→ Task goal
Look through the data below, and copy each line that carries the word "string".

→ Data excerpts
BEGIN

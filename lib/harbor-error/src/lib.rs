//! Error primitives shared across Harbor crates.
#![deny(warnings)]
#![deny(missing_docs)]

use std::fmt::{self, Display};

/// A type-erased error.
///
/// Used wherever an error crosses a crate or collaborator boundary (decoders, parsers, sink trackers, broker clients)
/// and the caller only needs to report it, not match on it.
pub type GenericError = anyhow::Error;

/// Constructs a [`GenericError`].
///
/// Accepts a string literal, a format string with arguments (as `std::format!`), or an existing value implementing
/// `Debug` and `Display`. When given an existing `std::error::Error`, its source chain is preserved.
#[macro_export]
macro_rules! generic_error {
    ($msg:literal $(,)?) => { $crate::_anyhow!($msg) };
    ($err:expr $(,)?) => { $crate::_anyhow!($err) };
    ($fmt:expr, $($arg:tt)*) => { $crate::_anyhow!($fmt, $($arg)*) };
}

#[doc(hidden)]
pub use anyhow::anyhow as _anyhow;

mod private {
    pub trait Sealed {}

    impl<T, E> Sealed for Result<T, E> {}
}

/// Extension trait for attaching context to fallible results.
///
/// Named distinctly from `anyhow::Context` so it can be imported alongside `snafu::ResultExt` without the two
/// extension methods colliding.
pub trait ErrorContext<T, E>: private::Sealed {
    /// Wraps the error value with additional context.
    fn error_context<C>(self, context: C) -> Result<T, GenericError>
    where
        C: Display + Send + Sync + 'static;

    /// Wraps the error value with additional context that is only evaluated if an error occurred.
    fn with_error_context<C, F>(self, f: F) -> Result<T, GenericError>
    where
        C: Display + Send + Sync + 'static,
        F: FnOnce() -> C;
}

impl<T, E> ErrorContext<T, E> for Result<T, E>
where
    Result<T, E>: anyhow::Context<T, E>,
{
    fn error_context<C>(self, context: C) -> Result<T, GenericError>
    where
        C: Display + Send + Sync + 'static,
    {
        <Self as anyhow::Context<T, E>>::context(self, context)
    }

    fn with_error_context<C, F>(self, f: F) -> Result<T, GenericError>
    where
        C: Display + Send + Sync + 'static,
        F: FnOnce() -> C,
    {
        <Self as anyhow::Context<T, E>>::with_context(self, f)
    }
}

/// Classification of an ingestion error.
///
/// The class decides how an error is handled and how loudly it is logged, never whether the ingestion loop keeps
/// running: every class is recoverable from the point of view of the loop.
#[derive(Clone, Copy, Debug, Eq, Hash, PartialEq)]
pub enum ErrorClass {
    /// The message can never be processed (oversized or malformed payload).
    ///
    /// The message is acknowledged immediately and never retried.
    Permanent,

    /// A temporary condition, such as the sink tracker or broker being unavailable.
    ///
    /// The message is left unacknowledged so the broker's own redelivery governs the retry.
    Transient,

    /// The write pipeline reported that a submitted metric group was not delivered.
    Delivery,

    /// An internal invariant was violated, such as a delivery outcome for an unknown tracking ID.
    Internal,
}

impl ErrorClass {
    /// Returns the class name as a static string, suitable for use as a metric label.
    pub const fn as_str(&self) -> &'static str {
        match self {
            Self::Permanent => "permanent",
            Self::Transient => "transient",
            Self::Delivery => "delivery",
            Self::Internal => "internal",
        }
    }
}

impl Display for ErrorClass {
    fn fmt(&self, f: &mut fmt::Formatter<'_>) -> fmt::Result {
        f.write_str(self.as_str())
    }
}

END

→ Problem solution
/// Accepts a string literal, a format string with arguments (as `std::format!`), or an existing value implementing
    /// Returns the class name as a static string, suitable for use as a metric label.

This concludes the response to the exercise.